Russia Now Confronted by ‘Hybrid' Amendments to the Constitution, Pastukhov Says


Paul Goble

            Staunton, February 6 – Vladimir Putin has given Russia “a hybrid war, a hybrid state, and hybrid democracy,” Vladimir Pastukhov says, and now he has presented the country with “hybrid amendments to the constitution,” hybrid in the sense that they touch basic principles that require a Constitutional Assembly but that he wants to treat as if they don’t.

            “In essential ways,” the London-based Russian analyst says, “these amendments touch the founding principles of the Constitution, the principle of the priority of human rights and the principle of direct recognition of the norms of international law and generally-recognized principles of international law” (echo.msk.ru/programs/personalnovash/2582222-echo/).

            The changes Putin wants to insert in the basic law “make a colossal step backward from these principles which were declared in 1993.” Instead, if they are adopted, they will move the country backward either to communist principles or to those of corporate states in Western Europe in the 1930s.

            That means these proposed amendments are fundamental because they represent a departure from the liberal principles of the existing text, Pastukhov says; and it also means that Russia needs to approve them as the constitution specifies by the convention of a Constitutional Assembly.

             But by proceeding in this hybrid way, Putin wants to “mask” this fact and thus people are talking about adopting them either as if they are not fundamental rather than adopting a federal law on a Constitutional Assembly, a step the country’s leaders have failed to do over the last 25 years.

            The Kremlin leader understands this dilemma and wants to “find a third path,” and hence there is talk about a plebiscite even though that doesn’t exist in Russian law. To be sure, the word “plebiscite” fits the situation: “the plebs are called upon to vote for some decision proposed by the boyars, the essence and meaning of which the plebs need not understand.”

            What all this resembles most of all, of course, are the “all-people discussions” in Soviet times when everyone understood that whatever was said, the party program would be adopted. And they understood it as “one of the forms of mobilization of mass consciousness” like something out of Orwell.

            The 1993 Constitution contained many provisions which required specification by means of the adoption of a federal law. Such laws were in fact adopted for all of these, save one – a law about a Constitutional Assembly.  As a result, Pastukhov says, that body is to this day “one of the most mysterious pages of the constitutional history of post-communist Russia.”

            Such a law needs to be adopted if the country is to approve what are fundamental changes in the basic law. The Kremlin wants to act as if it isn’t changing enough to require that, but a law needs to be written to define how amendments that many can see touch fundamental issues could be considered and either approved or rejected.
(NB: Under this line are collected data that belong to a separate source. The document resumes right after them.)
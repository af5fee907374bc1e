//! Interactive menu loop.
//!
//! One store lives for the whole session, so undo works across the actions
//! taken in it; the one-shot subcommands cannot offer that. The loop reads
//! from any `BufRead` and writes to any `Write`, which is also how the tests
//! drive it.

use std::io::{BufRead, Write};

use crate::commands::add::due_date_note;
use crate::persist::TaskFile;
use crate::store::{TaskFields, TaskStore, UndoOutcome};
use crate::task::{normalize_tags, Task};

/// Run the menu loop until the user exits or input ends.
///
/// Exiting (choice 7 or end of input) saves the store one final time.
///
/// # Errors
///
/// Returns an error string when a flush fails or the input/output streams
/// break.
pub fn run(
    store: &mut TaskStore,
    file: &TaskFile,
    input: &mut dyn BufRead,
    out: &mut dyn Write,
) -> Result<(), String> {
    loop {
        show_menu(out)?;
        let Some(choice) = prompt(input, out, "Enter your choice: ")? else {
            file.save(store.tasks())?;
            return Ok(());
        };
        match choice.as_str() {
            "1" => add_flow(store, file, input, out)?,
            "2" => view_flow(store, out)?,
            "3" => edit_flow(store, file, input, out)?,
            "4" => delete_flow(store, file, input, out)?,
            "5" => undo_flow(store, file, out)?,
            "6" => search_flow(store, input, out)?,
            "7" => {
                file.save(store.tasks())?;
                writeln!(out, "Tasks saved. Goodbye.").map_err(io_err)?;
                return Ok(());
            }
            _ => writeln!(out, "Invalid choice. Please try again.").map_err(io_err)?,
        }
    }
}

fn show_menu(out: &mut dyn Write) -> Result<(), String> {
    writeln!(
        out,
        "\nMain Menu:\n\
         1. Add task\n\
         2. View tasks\n\
         3. Edit task\n\
         4. Delete task\n\
         5. Undo last add/delete\n\
         6. Search by tag\n\
         7. Save and exit"
    )
    .map_err(io_err)
}

fn add_flow(
    store: &mut TaskStore,
    file: &TaskFile,
    input: &mut dyn BufRead,
    out: &mut dyn Write,
) -> Result<(), String> {
    let Some(name) = prompt(input, out, "Task name: ")? else { return Ok(()) };
    let Some(category) = prompt(input, out, "Category: ")? else { return Ok(()) };
    let Some(priority) = prompt(input, out, "Priority (High, Medium, Low): ")? else {
        return Ok(());
    };
    let Some(due_date) = prompt(input, out, "Due date (YYYY-MM-DD): ")? else { return Ok(()) };
    let Some(status) = prompt(input, out, "Status: ")? else { return Ok(()) };
    let Some(raw_tags) = prompt(input, out, "Tags (comma-separated): ")? else { return Ok(()) };

    if let Some(note) = due_date_note(&due_date) {
        writeln!(out, "{note}").map_err(io_err)?;
    }
    let task =
        Task { name, category, priority, due_date, status, tags: normalize_tags(&raw_tags) };
    match store.add(task) {
        Ok(()) => {
            file.save(store.tasks())?;
            writeln!(out, "Task added.").map_err(io_err)
        }
        Err(err) => writeln!(out, "{err}").map_err(io_err),
    }
}

fn view_flow(store: &TaskStore, out: &mut dyn Write) -> Result<(), String> {
    if store.is_empty() {
        return writeln!(out, "No tasks yet.").map_err(io_err);
    }
    for task in store.tasks() {
        writeln!(out, "{task}").map_err(io_err)?;
    }
    Ok(())
}

fn edit_flow(
    store: &mut TaskStore,
    file: &TaskFile,
    input: &mut dyn BufRead,
    out: &mut dyn Write,
) -> Result<(), String> {
    let Some(name) = prompt(input, out, "Task name to edit: ")? else { return Ok(()) };
    let Some(current) = store.find(&name).cloned() else {
        return writeln!(out, "Task not found.").map_err(io_err);
    };
    writeln!(out, "Editing: {current}").map_err(io_err)?;
    writeln!(out, "Press Enter to keep the current value.").map_err(io_err)?;

    let category = prompt_or(input, out, "New category: ", &current.category)?;
    let priority = prompt_or(input, out, "New priority (High, Medium, Low): ", &current.priority)?;
    let due_date = prompt_or(input, out, "New due date (YYYY-MM-DD): ", &current.due_date)?;
    let status = prompt_or(input, out, "New status: ", &current.status)?;
    let Some(raw_tags) = prompt(input, out, "New tags (comma-separated): ")? else {
        return Ok(());
    };
    let tags = if raw_tags.is_empty() { current.tags } else { normalize_tags(&raw_tags) };

    if let Some(note) = due_date_note(&due_date) {
        writeln!(out, "{note}").map_err(io_err)?;
    }
    store.edit(&name, TaskFields { category, priority, due_date, status, tags });
    file.save(store.tasks())?;
    writeln!(out, "Task updated.").map_err(io_err)
}

fn delete_flow(
    store: &mut TaskStore,
    file: &TaskFile,
    input: &mut dyn BufRead,
    out: &mut dyn Write,
) -> Result<(), String> {
    let Some(name) = prompt(input, out, "Task name to delete: ")? else { return Ok(()) };
    match store.delete(&name) {
        Some(task) => {
            file.save(store.tasks())?;
            writeln!(out, "Deleted '{}'.", task.name).map_err(io_err)
        }
        None => writeln!(out, "Task not found.").map_err(io_err),
    }
}

fn undo_flow(store: &mut TaskStore, file: &TaskFile, out: &mut dyn Write) -> Result<(), String> {
    match store.undo() {
        UndoOutcome::RemovedAdded(name) => {
            file.save(store.tasks())?;
            writeln!(out, "Undid add of '{name}'.").map_err(io_err)
        }
        UndoOutcome::RestoredDeleted(name) => {
            file.save(store.tasks())?;
            writeln!(out, "Undid delete of '{name}'.").map_err(io_err)
        }
        UndoOutcome::AlreadyGone(name) => {
            writeln!(out, "Task '{name}' is already gone; nothing to restore.").map_err(io_err)
        }
        UndoOutcome::NameTaken(name) => {
            writeln!(out, "Cannot restore '{name}': that name is in use again.").map_err(io_err)
        }
        UndoOutcome::NothingToUndo => writeln!(out, "Nothing to undo.").map_err(io_err),
    }
}

fn search_flow(
    store: &TaskStore,
    input: &mut dyn BufRead,
    out: &mut dyn Write,
) -> Result<(), String> {
    let Some(tag) = prompt(input, out, "Tag to search: ")? else { return Ok(()) };
    let hits = store.search(&tag);
    if hits.is_empty() {
        return writeln!(out, "No tasks carry tag '{tag}'.").map_err(io_err);
    }
    for task in hits {
        writeln!(out, "{task}").map_err(io_err)?;
    }
    Ok(())
}

/// Prints a prompt and reads one trimmed line. `None` means input ended.
fn prompt(
    input: &mut dyn BufRead,
    out: &mut dyn Write,
    label: &str,
) -> Result<Option<String>, String> {
    write!(out, "{label}").map_err(io_err)?;
    out.flush().map_err(io_err)?;
    let mut line = String::new();
    let read = input.read_line(&mut line).map_err(io_err)?;
    if read == 0 {
        return Ok(None);
    }
    Ok(Some(line.trim().to_string()))
}

/// Like [`prompt`], but an empty answer (or end of input) keeps `current`.
fn prompt_or(
    input: &mut dyn BufRead,
    out: &mut dyn Write,
    label: &str,
    current: &str,
) -> Result<String, String> {
    match prompt(input, out, label)? {
        Some(answer) if !answer.is_empty() => Ok(answer),
        _ => Ok(current.to_string()),
    }
}

fn io_err(e: std::io::Error) -> String {
    format!("I/O error: {e}")
}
            Once such a law is in place, Pastukhov says, everything will be clear: for minor changes, the Federal Assembly can pass a law to be ratified by regional assemblies; for fundamental ones, the country must have a Constitutional Assembly. There is no third path despite what some say about a plebiscite. 

            It is long past time to recognize this issue as being at the center of current debates. Everything else is indeed secondary, the London-based scholar concludes.